Bugün kürtajın cinayet olduğunu söyleyenler, düne kadar binlerce kadın cinayetine ve şiddete seyirci kalmakla yetindi. Bu ülkede kadınların yerdeki kanı henüz kurumadan, onların yaraları iyileşmeden ülkenin başbakanı sırf yapay gündem oluşturmak uğruna bir kez daha vatandaşını hedef alıyor. “Kürtaj cinayettir” sözünün arkasında bir takım yasakların hazırlıkları yatıyor besbelli. Nabzı yokluyorlar her zamanki gibi. Kürtajın doğruluğunu veya yanlışlığını savunmak bir yana dursun; benim dikkat çekmek istediğim şey “samimiyet”. Başbakanın bu sözleriyle samimi olduğuna inanmıyorum. Çocukları, kadınları, geleceğimizi düşündüğüne zerre kadar inancım yok. Ülkenin dört bir yanında çocuk ve kadınları öldürüyorlar, istismar ediyorlar, psikolojik ve fiziksel şiddet uyguluyorlar; devletin yaptığı tek şey oturup seyretmek. Seyretmek ve duyarlı görünmek için havalı laflar etmek.

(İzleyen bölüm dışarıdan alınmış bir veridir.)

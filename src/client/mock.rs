//! Mock transport for testing
//!
//! Lets unit tests drive the resource APIs without a server: queue the
//! responses the "server" should give, then inspect the captured requests.

use std::collections::VecDeque;
use std::sync::Arc;

use async_trait::async_trait;
use tokio::sync::Mutex;

use super::transport::{ApiRequest, Transport};
use crate::error::ApiError;

/// Mock transport for testing.
///
/// Responses are consumed in FIFO order. Clones share state, so keep a clone
/// around after handing one to the client.
///
/// # Example
/// ```ignore
/// let transport = MockTransport::new().with_body(r#"{"id":"54","responseMessage":"ok"}"#);
/// let client = ZapiClient::new(transport.clone());
///
/// client.create_cycle(&Cycle::default()).await?;
/// assert_eq!(transport.call_count().await, 1);
/// ```
#[derive(Clone, Default)]
pub struct MockTransport {
    /// Queued responses, consumed one per request
    responses: Arc<Mutex<VecDeque<Result<String, ApiError>>>>,
    /// Captured requests for test assertions
    captured_requests: Arc<Mutex<Vec<ApiRequest>>>,
}

impl MockTransport {
    pub fn new() -> Self {
        Self::default()
    }

    /// Queue a successful response body.
    pub fn with_body(self, body: impl Into<String>) -> Self {
        self.push(Ok(body.into()));
        self
    }

    /// Queue an error response.
    pub fn with_error(self, error: ApiError) -> Self {
        self.push(Err(error));
        self
    }

    fn push(&self, response: Result<String, ApiError>) {
        self.responses
            .try_lock()
            .expect("mock transport is not shared yet while being configured")
            .push_back(response);
    }

    /// All requests received so far
    pub async fn captured_requests(&self) -> Vec<ApiRequest> {
        self.captured_requests.lock().await.clone()
    }

    /// The most recent request, if any
    pub async fn last_request(&self) -> Option<ApiRequest> {
        self.captured_requests.lock().await.last().cloned()
    }

    /// Number of requests that reached the transport
    pub async fn call_count(&self) -> usize {
        self.captured_requests.lock().await.len()
    }
}

#[async_trait]
impl Transport for MockTransport {
    async fn execute(&self, request: ApiRequest) -> Result<String, ApiError> {
        self.captured_requests.lock().await.push(request);

        self.responses
            .lock()
            .await
            .pop_front()
            .unwrap_or_else(|| Err(ApiError::Network("no mock response queued".to_string())))
    }
}

#[cfg(test)]
mod tests {
    use super::*;

    #[tokio::test]
    async fn test_responses_are_consumed_in_order() {
        let transport = MockTransport::new()
            .with_body("first")
            .with_error(ApiError::Forbidden);

        let request = ApiRequest::get("/x").unwrap();
        assert_eq!(transport.execute(request.clone()).await.unwrap(), "first");
        assert_eq!(
            transport.execute(request.clone()).await.unwrap_err(),
            ApiError::Forbidden
        );
        assert!(matches!(
            transport.execute(request).await.unwrap_err(),
            ApiError::Network(_)
        ));
        assert_eq!(transport.call_count().await, 3);
    }

    #[tokio::test]
    async fn test_clones_share_captured_requests() {
        let transport = MockTransport::new().with_body("{}");
        let clone = transport.clone();

        clone.execute(ApiRequest::get("/y").unwrap()).await.unwrap();

        let last = transport.last_request().await.unwrap();
        assert_eq!(last.path, "/y");
    }
}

Ülkenin kadınlarını ve çocuklarını düşünen bir başbakanın yapacağı ilk şey, onların sağlıklı bir yaşam sürmeleri için gerekli koşulları tesis etmektir. Vatandaşını her fırsatta “katil” ve “suçlu” gösteren bir hükümetten samimiyet beklemek fazla safça değil mi? Bu ülkeden umudumu her gün biraz daha yitiriyorum. Kendi geleceğimden yana kaygılarım yok inanın. Çocuğumun geleceğini, çocuklarımızın geleceğini düşünüyorum. Geleceğimizi kürtajla almaya çalışıyorlar. Farkındasınız değil mi?

John Berger, A’dan X’e adlı romanında Aida’nın cezaevindeki nişanlısı Xavier’e yazdığı mektuplar var. O mektuplardan birine şöyle başlıyor Aida:

“Mi Guapo,

Gecenin son karanlıkları. Daha uyumadım. Geleceği düşünüyordum. Herhangi bir yerdeki geleceği değil. İkimizin geleceğini değil. Burada kürtajla almaya çalıştıkları gelecekten bahsediyorum. Başaramayacaklar. Korktukları gelecek gelecek. Ve içinde bizden kalan, karanlıkta koruduğumuz güven olacak.”